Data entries

□ □ □

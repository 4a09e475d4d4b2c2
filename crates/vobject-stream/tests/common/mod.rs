//! Shared helpers for the integration tests.
#![allow(dead_code)]

use vobject_stream::parse::{SyntaxRules, VObjectReader};
use vobject_stream::{Context, Property, SyntaxStyle, VObjectListener, Warning, WarningKind};

/// A recorded reader event.
#[derive(Debug, Clone, PartialEq, Eq)]
pub enum Event {
    ComponentBegin {
        name: String,
        parents: Vec<String>,
    },
    ComponentEnd {
        name: String,
        parents: Vec<String>,
    },
    Property {
        property: Property,
        line: usize,
        unfolded_line: String,
    },
    Version {
        value: String,
    },
    Warning {
        kind: WarningKind,
        property: Option<Property>,
    },
}

impl Event {
    pub fn begin(name: &str) -> Self {
        Event::ComponentBegin {
            name: name.to_string(),
            parents: Vec::new(),
        }
    }

    pub fn begin_in(name: &str, parents: &[&str]) -> Self {
        Event::ComponentBegin {
            name: name.to_string(),
            parents: parents.iter().map(ToString::to_string).collect(),
        }
    }

    pub fn end(name: &str) -> Self {
        Event::ComponentEnd {
            name: name.to_string(),
            parents: Vec::new(),
        }
    }

    pub fn end_in(name: &str, parents: &[&str]) -> Self {
        Event::ComponentEnd {
            name: name.to_string(),
            parents: parents.iter().map(ToString::to_string).collect(),
        }
    }

    pub fn warning(kind: WarningKind) -> Self {
        Event::Warning {
            kind,
            property: None,
        }
    }
}

/// Records every event delivered by the reader.
#[derive(Debug, Default)]
pub struct EventCollector {
    pub events: Vec<Event>,
    /// When set, raises the stop flag after every event.
    pub stop_after_each_event: bool,
}

impl EventCollector {
    pub fn new() -> Self {
        Self::default()
    }

    /// The recorded properties, in document order.
    pub fn properties(&self) -> Vec<&Property> {
        self.events
            .iter()
            .filter_map(|event| match event {
                Event::Property { property, .. } => Some(property),
                _ => None,
            })
            .collect()
    }

    /// The recorded warning kinds, in document order.
    pub fn warnings(&self) -> Vec<WarningKind> {
        self.events
            .iter()
            .filter_map(|event| match event {
                Event::Warning { kind, .. } => Some(*kind),
                _ => None,
            })
            .collect()
    }

    fn record(&mut self, event: Event, context: &mut Context) {
        self.events.push(event);
        if self.stop_after_each_event {
            context.stop();
        }
    }
}

impl VObjectListener for EventCollector {
    fn on_component_begin(&mut self, name: &str, context: &mut Context) {
        let event = Event::ComponentBegin {
            name: name.to_string(),
            parents: context.parent_components().to_vec(),
        };
        self.record(event, context);
    }

    fn on_component_end(&mut self, name: &str, context: &mut Context) {
        let event = Event::ComponentEnd {
            name: name.to_string(),
            parents: context.parent_components().to_vec(),
        };
        self.record(event, context);
    }

    fn on_property(&mut self, property: Property, context: &mut Context) {
        let event = Event::Property {
            property,
            line: context.line_number(),
            unfolded_line: context.unfolded_line().to_string(),
        };
        self.record(event, context);
    }

    fn on_version(&mut self, value: &str, context: &mut Context) {
        let event = Event::Version {
            value: value.to_string(),
        };
        self.record(event, context);
    }

    fn on_warning(&mut self, warning: Warning<'_>, context: &mut Context) {
        let event = Event::Warning {
            kind: warning.kind(),
            property: warning.property().cloned(),
        };
        self.record(event, context);
    }
}

/// Parses the entire input with the given rules and returns the events.
pub fn parse_with_rules(data: &str, rules: SyntaxRules) -> Vec<Event> {
    let mut reader = VObjectReader::new(data.as_bytes(), rules);
    reader.set_newline("\n");
    let mut listener = EventCollector::new();
    reader.parse(&mut listener).unwrap();
    listener.events
}

/// Parses the entire input pinned to one syntax style.
pub fn parse_with_style(data: &str, style: SyntaxStyle) -> Vec<Event> {
    parse_with_rules(data, SyntaxRules::new(style))
}

/// Builds a property from its parts, for assertions.
pub fn property(name: &str, value: &str) -> Property {
    Property::new(name, value)
}

/// Builds a property with parameters, for assertions.
pub fn property_with_params(
    name: &str,
    params: &[(Option<&str>, &str)],
    value: &str,
) -> Property {
    let mut property = Property::new(name, value);
    for (key, param_value) in params {
        property.parameters.put(*key, *param_value);
    }
    property
}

□ □ □

TASK GOAL: Exactly reproduce all of the entries above.

SOLUTION:
repository 4a09e475d4d4b2c2
filename crates/vobject-stream/tests/common/mod.rs
//! Shared helpers for the integration tests.
#![allow(dead_code)]

use vobject_stream::parse::{SyntaxRules, VObjectReader};
use vobject_stream::{Context, Property, SyntaxStyle, VObjectListener, Warning, WarningKind};

/// A recorded reader event.
#[derive(Debug, Clone, PartialEq, Eq)]
pub enum Event {
    ComponentBegin {
        name: String,
        parents: Vec<String>,
    },
    ComponentEnd {
        name: String,
        parents: Vec<String>,
    },
    Property {
        property: Property,
        line: usize,
        unfolded_line: String,
    },
    Version {
        value: String,
    },
    Warning {
        kind: WarningKind,
        property: Option<Property>,
    },
}

impl Event {
    pub fn begin(name: &str) -> Self {
        Event::ComponentBegin {
            name: name.to_string(),
            parents: Vec::new(),
        }
    }

    pub fn begin_in(name: &str, parents: &[&str]) -> Self {
        Event::ComponentBegin {
            name: name.to_string(),
            parents: parents.iter().map(ToString::to_string).collect(),
        }
    }

    pub fn end(name: &str) -> Self {
        Event::ComponentEnd {
            name: name.to_string(),
            parents: Vec::new(),
        }
    }

    pub fn end_in(name: &str, parents: &[&str]) -> Self {
        Event::ComponentEnd {
            name: name.to_string(),
            parents: parents.iter().map(ToString::to_string).collect(),
        }
    }

    pub fn warning(kind: WarningKind) -> Self {
        Event::Warning {
            kind,
            property: None,
        }
    }
}

/// Records every event delivered by the reader.
#[derive(Debug, Default)]
pub struct EventCollector {
    pub events: Vec<Event>,
    /// When set, raises the stop flag after every event.
    pub stop_after_each_event: bool,
}

impl EventCollector {
    pub fn new() -> Self {
        Self::default()
    }

    /// The recorded properties, in document order.
    pub fn properties(&self) -> Vec<&Property> {
        self.events
            .iter()
            .filter_map(|event| match event {
                Event::Property { property, .. } => Some(property),
                _ => None,
            })
            .collect()
    }

    /// The recorded warning kinds, in document order.
    pub fn warnings(&self) -> Vec<WarningKind> {
        self.events
            .iter()
            .filter_map(|event| match event {
                Event::Warning { kind, .. } => Some(*kind),
                _ => None,
            })
            .collect()
    }

    fn record(&mut self, event: Event, context: &mut Context) {
        self.events.push(event);
        if self.stop_after_each_event {
            context.stop();
        }
    }
}

impl VObjectListener for EventCollector {
    fn on_component_begin(&mut self, name: &str, context: &mut Context) {
        let event = Event::ComponentBegin {
            name: name.to_string(),
            parents: context.parent_components().to_vec(),
        };
        self.record(event, context);
    }

    fn on_component_end(&mut self, name: &str, context: &mut Context) {
        let event = Event::ComponentEnd {
            name: name.to_string(),
            parents: context.parent_components().to_vec(),
        };
        self.record(event, context);
    }

    fn on_property(&mut self, property: Property, context: &mut Context) {
        let event = Event::Property {
            property,
            line: context.line_number(),
            unfolded_line: context.unfolded_line().to_string(),
        };
        self.record(event, context);
    }

    fn on_version(&mut self, value: &str, context: &mut Context) {
        let event = Event::Version {
            value: value.to_string(),
        };
        self.record(event, context);
    }

    fn on_warning(&mut self, warning: Warning<'_>, context: &mut Context) {
        let event = Event::Warning {
            kind: warning.kind(),
            property: warning.property().cloned(),
        };
        self.record(event, context);
    }
}

/// Parses the entire input with the given rules and returns the events.
pub fn parse_with_rules(data: &str, rules: SyntaxRules) -> Vec<Event> {
    let mut reader = VObjectReader::new(data.as_bytes(), rules);
    reader.set_newline("\n");
    let mut listener = EventCollector::new();
    reader.parse(&mut listener).unwrap();
    listener.events
}

/// Parses the entire input pinned to one syntax style.
pub fn parse_with_style(data: &str, style: SyntaxStyle) -> Vec<Event> {
    parse_with_rules(data, SyntaxRules::new(style))
}

/// Builds a property from its parts, for assertions.
pub fn property(name: &str, value: &str) -> Property {
    Property::new(name, value)
}

/// Builds a property with parameters, for assertions.
pub fn property_with_params(
    name: &str,
    params: &[(Option<&str>, &str)],
    value: &str,
) -> Property {
    let mut property = Property::new(name, value);
    for (key, param_value) in params {
        property.parameters.put(*key, *param_value);
    }
    property
}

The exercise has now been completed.